CEMEX expand network to meet increased demand in US
New project designed to improve delivery of aggregates in and around Los Angeles
TO meet an increasing number of construction projects in southern California, CEMEX USA are expanding their network in the region with plans for a state-of-the-art, rail-served distribution terminal in Los Angeles and a new aggregate loading system at their quarry in Victorville, California.
The new distribution terminal is expected to bring high-quality aggregates to the Los Angeles metro area and surrounding communities.
‘The Los Angeles metro area continues to grow and CEMEX USA continue to be a major part of that growth,’ said Eric Wittmann, CEMEX USA’s West Region president.
‘With our Victorville cement plant and our integrated network of more than 20 strategically located southern California ready-mixed concrete plants and five aggregate quarries, this planned addition to our capability demonstrates our commitment to building a better future in the communities we operate.’
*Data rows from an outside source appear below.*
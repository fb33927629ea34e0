//! Shared fixtures for integration tests.

#![allow(dead_code)]

use ai_gateway::transport::{Transport, WireRequest, WireResponse};
use ai_gateway::Result;
use async_trait::async_trait;
use std::sync::atomic::{AtomicUsize, Ordering};
use std::sync::Mutex;
use std::time::Duration;

type Responder = Box<dyn Fn(usize, &WireRequest) -> Result<WireResponse> + Send + Sync>;

/// In-memory transport. The responder sees the zero-based call index and the request.
pub struct FakeTransport {
    responder: Responder,
    delay: Duration,
    calls: AtomicUsize,
    requests: Mutex<Vec<WireRequest>>,
    batches: Mutex<Vec<usize>>,
}

impl FakeTransport {
    pub fn new(responder: impl Fn(usize, &WireRequest) -> Result<WireResponse> + Send + Sync + 'static) -> Self {
        Self {
            responder: Box::new(responder),
            delay: Duration::ZERO,
            calls: AtomicUsize::new(0),
            requests: Mutex::new(Vec::new()),
            batches: Mutex::new(Vec::new()),
        }
    }

    /// Always answers 200 with `body`.
    pub fn ok(body: &'static str) -> Self {
        Self::new(move |_, _| Ok(WireResponse::from_bytes(200, body)))
    }

    /// Wait this long before every response.
    pub fn with_delay(mut self, delay: Duration) -> Self {
        self.delay = delay;
        self
    }

    pub fn calls(&self) -> usize {
        self.calls.load(Ordering::SeqCst)
    }

    pub fn requests(&self) -> Vec<WireRequest> {
        self.requests.lock().unwrap().clone()
    }

    /// Sizes of every `send_batch` call, in order.
    pub fn batch_sizes(&self) -> Vec<usize> {
        self.batches.lock().unwrap().clone()
    }
}

#[async_trait]
impl Transport for FakeTransport {
    async fn send(&self, request: &WireRequest) -> Result<WireResponse> {
        let index = self.calls.fetch_add(1, Ordering::SeqCst);
        self.requests.lock().unwrap().push(request.clone());
        if !self.delay.is_zero() {
            tokio::time::sleep(self.delay).await;
        }
        (self.responder)(index, request)
    }

    async fn send_batch(&self, requests: &[WireRequest]) -> Vec<Result<WireResponse>> {
        self.batches.lock().unwrap().push(requests.len());
        let mut results = Vec::with_capacity(requests.len());
        for request in requests {
            results.push(self.send(request).await);
        }
        results
    }
}

/// SSE body in OpenAI chat-completions shape.
pub fn openai_sse(deltas: &[&str]) -> String {
    let mut body = String::new();
    for delta in deltas {
        let chunk = serde_json::json!({
            "choices": [{"index": 0, "delta": {"content": delta}}]
        });
        body.push_str(&format!("data: {}\n\n", chunk));
    }
    body.push_str("data: {\"choices\":[{\"index\":0,\"delta\":{},\"finish_reason\":\"stop\"}],\"usage\":{\"prompt_tokens\":9,\"completion_tokens\":4,\"total_tokens\":13}}\n\n");
    body.push_str("data: [DONE]\n\n");
    body
}
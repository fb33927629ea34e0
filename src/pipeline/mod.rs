//! 流式解码模块：把厂商字节流转换为规范事件序列。
//!
//! # Streaming Decoder
//!
//! Turns provider bytes into the canonical [`ResponseEvent`](crate::types::ResponseEvent)
//! sequence without leaking provider framing into the rest of the crate.
//!
//! ```text
//! Raw Bytes → LineBuffer → payload → FragmentJoiner → Driver → Frame → StreamDecoder → Events
//!               │            │            │                                  │
//!            SSE/NDJSON   data: / line  joins split        text, tool calls, usage,
//!            framing                    JSON (bounded)     terminal signal
//! ```
//!
//! | Component | Description |
//! |-----------|-------------|
//! | [`Framing`] | Wire framing of a response body |
//! | [`Frame`] | Provider-neutral unit produced by a driver |
//! | [`StreamDecoder`] | Byte stream to event stream |
//! | [`terminated`] | Deadline, cancellation and single-terminal enforcement |
//! | [`extract_json_object`] | Locates a JSON object in free-form model text |
//!
//! The decoder holds no more state than the bytes that do not yet form a complete line
//! (plus the reply accumulated so far), so it resumes cleanly across arbitrary reads.

pub mod decode;
pub mod framing;
pub mod guard;
pub mod json_extract;
pub mod tool_calls;

#[cfg(test)]
mod tests;

pub use decode::StreamDecoder;
pub use guard::terminated;
pub use json_extract::extract_json_object;
pub use tool_calls::ToolCallAssembler;

use crate::error::ErrorKind;
use crate::types::Usage;

/// How a response body is framed on the wire.
#[derive(Debug, Clone, Copy, PartialEq, Eq)]
pub enum Framing {
    /// Server-Sent Events: `data: {...}` lines.
    Sse,
    /// One JSON object per line.
    Ndjson,
    /// A single JSON document (non-streaming calls).
    Document,
}

/// Provider-neutral unit parsed out of one wire payload.
#[derive(Debug, Clone, PartialEq)]
pub enum Frame {
    TextDelta(String),
    ToolCallStart {
        index: u32,
        id: Option<String>,
        name: String,
    },
    ToolCallArgs {
        index: u32,
        fragment: String,
    },
    /// A tool call delivered whole, arguments already decoded.
    ToolCall {
        id: Option<String>,
        name: String,
        arguments: serde_json::Value,
    },
    Usage(Usage),
    /// Finish reason; the reply is complete even if no explicit terminal follows.
    Finish(String),
    /// Provider terminal signal.
    Done,
    Failure {
        kind: ErrorKind,
        message: String,
    },
}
With an expected completion in late 2017, the new distribution terminal will be centrally located near several of the area’s main freeways, decreasing customer travel time and costs, and reducing greenhouse gas emissions from trucking.
An automated load-out system is planned for the 14-acre terminal to further expedite the delivery process. In addition, CEMEX have planned updates to the rail line’s infrastructure and several other enhancements to the quarry in Victorville, including a new aggregate loading system, in an effort to increase the quarry’s efficiency in delivering aggregates across the region.
‘CEMEX have helped solve infrastructure and construction challenges in southern California for more than 100 years,’ said Ignacio Madridejos, president of CEMEX USA. ‘This significant project reaffirms CEMEX’s continued commitment to southern California, and will allow premium aggregates to be delivered right where they are needed most.
‘We are proud to contribute to the sustainable development of the Los Angeles basin for many generations to come.’